> **Brief**: Copy each line below exactly.

> **Stored data entries**:
------------------------------------------------------------

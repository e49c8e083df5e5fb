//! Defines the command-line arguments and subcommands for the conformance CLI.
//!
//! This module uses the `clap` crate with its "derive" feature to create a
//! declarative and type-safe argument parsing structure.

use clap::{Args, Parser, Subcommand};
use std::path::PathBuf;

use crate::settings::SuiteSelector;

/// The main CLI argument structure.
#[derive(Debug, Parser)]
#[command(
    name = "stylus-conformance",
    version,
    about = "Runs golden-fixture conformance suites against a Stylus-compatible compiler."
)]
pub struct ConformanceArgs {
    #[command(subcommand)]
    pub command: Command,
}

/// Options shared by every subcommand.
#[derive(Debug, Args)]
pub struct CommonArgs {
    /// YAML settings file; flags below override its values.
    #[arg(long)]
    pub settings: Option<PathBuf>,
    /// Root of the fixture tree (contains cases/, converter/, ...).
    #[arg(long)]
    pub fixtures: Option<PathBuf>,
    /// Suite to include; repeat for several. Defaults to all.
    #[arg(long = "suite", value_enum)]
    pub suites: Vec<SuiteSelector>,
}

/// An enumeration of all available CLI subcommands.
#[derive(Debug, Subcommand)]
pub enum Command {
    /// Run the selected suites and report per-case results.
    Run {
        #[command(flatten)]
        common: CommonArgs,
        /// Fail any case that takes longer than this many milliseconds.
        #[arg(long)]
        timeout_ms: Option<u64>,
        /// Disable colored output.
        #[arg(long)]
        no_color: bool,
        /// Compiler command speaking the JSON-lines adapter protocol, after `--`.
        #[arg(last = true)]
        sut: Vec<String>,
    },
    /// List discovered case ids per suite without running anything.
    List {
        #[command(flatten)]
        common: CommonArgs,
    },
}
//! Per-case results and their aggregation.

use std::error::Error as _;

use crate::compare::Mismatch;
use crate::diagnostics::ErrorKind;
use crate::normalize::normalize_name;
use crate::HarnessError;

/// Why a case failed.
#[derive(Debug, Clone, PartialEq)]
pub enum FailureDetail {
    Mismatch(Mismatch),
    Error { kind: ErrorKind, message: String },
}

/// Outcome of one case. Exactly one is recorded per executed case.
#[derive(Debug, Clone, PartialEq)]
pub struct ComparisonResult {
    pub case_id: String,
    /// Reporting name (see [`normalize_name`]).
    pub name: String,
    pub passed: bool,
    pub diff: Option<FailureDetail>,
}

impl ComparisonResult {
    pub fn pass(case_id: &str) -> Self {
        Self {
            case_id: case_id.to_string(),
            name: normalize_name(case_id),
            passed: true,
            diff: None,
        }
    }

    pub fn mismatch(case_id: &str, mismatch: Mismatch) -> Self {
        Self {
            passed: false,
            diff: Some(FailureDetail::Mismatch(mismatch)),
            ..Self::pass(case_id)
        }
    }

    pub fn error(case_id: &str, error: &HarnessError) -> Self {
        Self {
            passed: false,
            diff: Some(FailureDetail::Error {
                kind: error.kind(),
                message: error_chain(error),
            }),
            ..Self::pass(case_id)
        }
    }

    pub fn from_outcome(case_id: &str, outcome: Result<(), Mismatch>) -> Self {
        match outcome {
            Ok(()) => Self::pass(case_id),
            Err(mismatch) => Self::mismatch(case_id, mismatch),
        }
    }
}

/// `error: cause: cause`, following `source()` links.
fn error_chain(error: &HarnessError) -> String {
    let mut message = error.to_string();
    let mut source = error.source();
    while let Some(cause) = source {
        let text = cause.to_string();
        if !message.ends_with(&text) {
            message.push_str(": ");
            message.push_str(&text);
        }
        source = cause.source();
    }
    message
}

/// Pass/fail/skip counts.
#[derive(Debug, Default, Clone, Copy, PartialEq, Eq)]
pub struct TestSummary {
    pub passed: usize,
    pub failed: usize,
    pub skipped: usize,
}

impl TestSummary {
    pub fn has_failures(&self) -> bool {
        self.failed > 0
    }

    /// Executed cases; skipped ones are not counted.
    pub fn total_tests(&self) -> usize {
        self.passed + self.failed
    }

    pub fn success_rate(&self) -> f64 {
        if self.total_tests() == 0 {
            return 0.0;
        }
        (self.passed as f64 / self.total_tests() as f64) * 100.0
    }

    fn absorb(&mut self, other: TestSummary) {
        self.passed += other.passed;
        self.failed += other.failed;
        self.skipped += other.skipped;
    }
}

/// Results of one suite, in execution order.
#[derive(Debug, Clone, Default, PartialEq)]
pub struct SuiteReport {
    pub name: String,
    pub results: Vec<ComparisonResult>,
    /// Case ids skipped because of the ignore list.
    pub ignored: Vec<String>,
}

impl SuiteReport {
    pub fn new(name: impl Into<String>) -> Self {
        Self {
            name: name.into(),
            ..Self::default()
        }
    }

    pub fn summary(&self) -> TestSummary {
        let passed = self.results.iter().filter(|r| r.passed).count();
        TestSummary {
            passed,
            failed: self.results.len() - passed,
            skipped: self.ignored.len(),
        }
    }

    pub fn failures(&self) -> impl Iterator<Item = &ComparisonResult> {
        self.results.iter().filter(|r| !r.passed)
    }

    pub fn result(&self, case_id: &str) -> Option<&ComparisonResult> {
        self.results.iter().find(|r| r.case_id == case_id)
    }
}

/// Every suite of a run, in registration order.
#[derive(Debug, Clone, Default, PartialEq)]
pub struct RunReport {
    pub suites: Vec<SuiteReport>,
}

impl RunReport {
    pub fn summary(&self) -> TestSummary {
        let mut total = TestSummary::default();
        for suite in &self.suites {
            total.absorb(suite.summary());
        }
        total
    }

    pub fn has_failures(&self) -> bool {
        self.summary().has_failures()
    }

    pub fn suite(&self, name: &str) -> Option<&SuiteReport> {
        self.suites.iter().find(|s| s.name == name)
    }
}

------------------------------------------------------------

> **Completed task**:
repository e49c8e083df5e5fb
//! Defines the command-line arguments and subcommands for the conformance CLI.
//!
//! This module uses the `clap` crate with its "derive" feature to create a
//! declarative and type-safe argument parsing structure.

use clap::{Args, Parser, Subcommand};
use std::path::PathBuf;

use crate::settings::SuiteSelector;

/// The main CLI argument structure.
#[derive(Debug, Parser)]
#[command(
    name = "stylus-conformance",
    version,
    about = "Runs golden-fixture conformance suites against a Stylus-compatible compiler."
)]
pub struct ConformanceArgs {
    #[command(subcommand)]
    pub command: Command,
}

/// Options shared by every subcommand.
#[derive(Debug, Args)]
pub struct CommonArgs {
    /// YAML settings file; flags below override its values.
    #[arg(long)]
    pub settings: Option<PathBuf>,
    /// Root of the fixture tree (contains cases/, converter/, ...).
    #[arg(long)]
    pub fixtures: Option<PathBuf>,
    /// Suite to include; repeat for several. Defaults to all.
    #[arg(long = "suite", value_enum)]
    pub suites: Vec<SuiteSelector>,
}

/// An enumeration of all available CLI subcommands.
#[derive(Debug, Subcommand)]
pub enum Command {
    /// Run the selected suites and report per-case results.
    Run {
        #[command(flatten)]
        common: CommonArgs,
        /// Fail any case that takes longer than this many milliseconds.
        #[arg(long)]
        timeout_ms: Option<u64>,
        /// Disable colored output.
        #[arg(long)]
        no_color: bool,
        /// Compiler command speaking the JSON-lines adapter protocol, after `--`.
        #[arg(last = true)]
        sut: Vec<String>,
    },
    /// List discovered case ids per suite without running anything.
    List {
        #[command(flatten)]
        common: CommonArgs,
    },
}
//! Per-case results and their aggregation.

use std::error::Error as _;

use crate::compare::Mismatch;
use crate::diagnostics::ErrorKind;
use crate::normalize::normalize_name;
use crate::HarnessError;

/// Why a case failed.
#[derive(Debug, Clone, PartialEq)]
pub enum FailureDetail {
    Mismatch(Mismatch),
    Error { kind: ErrorKind, message: String },
}

/// Outcome of one case. Exactly one is recorded per executed case.
#[derive(Debug, Clone, PartialEq)]
pub struct ComparisonResult {
    pub case_id: String,
    /// Reporting name (see [`normalize_name`]).
    pub name: String,
    pub passed: bool,
    pub diff: Option<FailureDetail>,
}

impl ComparisonResult {
    pub fn pass(case_id: &str) -> Self {
        Self {
            case_id: case_id.to_string(),
            name: normalize_name(case_id),
            passed: true,
            diff: None,
        }
    }

    pub fn mismatch(case_id: &str, mismatch: Mismatch) -> Self {
        Self {
            passed: false,
            diff: Some(FailureDetail::Mismatch(mismatch)),
            ..Self::pass(case_id)
        }
    }

    pub fn error(case_id: &str, error: &HarnessError) -> Self {
        Self {
            passed: false,
            diff: Some(FailureDetail::Error {
                kind: error.kind(),
                message: error_chain(error),
            }),
            ..Self::pass(case_id)
        }
    }

    pub fn from_outcome(case_id: &str, outcome: Result<(), Mismatch>) -> Self {
        match outcome {
            Ok(()) => Self::pass(case_id),
            Err(mismatch) => Self::mismatch(case_id, mismatch),
        }
    }
}

/// `error: cause: cause`, following `source()` links.
fn error_chain(error: &HarnessError) -> String {
    let mut message = error.to_string();
    let mut source = error.source();
    while let Some(cause) = source {
        let text = cause.to_string();
        if !message.ends_with(&text) {
            message.push_str(": ");
            message.push_str(&text);
        }
        source = cause.source();
    }
    message
}

/// Pass/fail/skip counts.
#[derive(Debug, Default, Clone, Copy, PartialEq, Eq)]
pub struct TestSummary {
    pub passed: usize,
    pub failed: usize,
    pub skipped: usize,
}

impl TestSummary {
    pub fn has_failures(&self) -> bool {
        self.failed > 0
    }

    /// Executed cases; skipped ones are not counted.
    pub fn total_tests(&self) -> usize {
        self.passed + self.failed
    }

    pub fn success_rate(&self) -> f64 {
        if self.total_tests() == 0 {
            return 0.0;
        }
        (self.passed as f64 / self.total_tests() as f64) * 100.0
    }

    fn absorb(&mut self, other: TestSummary) {
        self.passed += other.passed;
        self.failed += other.failed;
        self.skipped += other.skipped;
    }
}

/// Results of one suite, in execution order.
#[derive(Debug, Clone, Default, PartialEq)]
pub struct SuiteReport {
    pub name: String,
    pub results: Vec<ComparisonResult>,
    /// Case ids skipped because of the ignore list.
    pub ignored: Vec<String>,
}

impl SuiteReport {
    pub fn new(name: impl Into<String>) -> Self {
        Self {
            name: name.into(),
            ..Self::default()
        }
    }

    pub fn summary(&self) -> TestSummary {
        let passed = self.results.iter().filter(|r| r.passed).count();
        TestSummary {
            passed,
            failed: self.results.len() - passed,
            skipped: self.ignored.len(),
        }
    }

    pub fn failures(&self) -> impl Iterator<Item = &ComparisonResult> {
        self.results.iter().filter(|r| !r.passed)
    }

    pub fn result(&self, case_id: &str) -> Option<&ComparisonResult> {
        self.results.iter().find(|r| r.case_id == case_id)
    }
}

/// Every suite of a run, in registration order.
#[derive(Debug, Clone, Default, PartialEq)]
pub struct RunReport {
    pub suites: Vec<SuiteReport>,
}

impl RunReport {
    pub fn summary(&self) -> TestSummary {
        let mut total = TestSummary::default();
        for suite in &self.suites {
            total.absorb(suite.summary());
        }
        total
    }

    pub fn has_failures(&self) -> bool {
        self.summary().has_failures()
    }

    pub fn suite(&self, name: &str) -> Option<&SuiteReport> {
        self.suites.iter().find(|s| s.name == name)
    }
}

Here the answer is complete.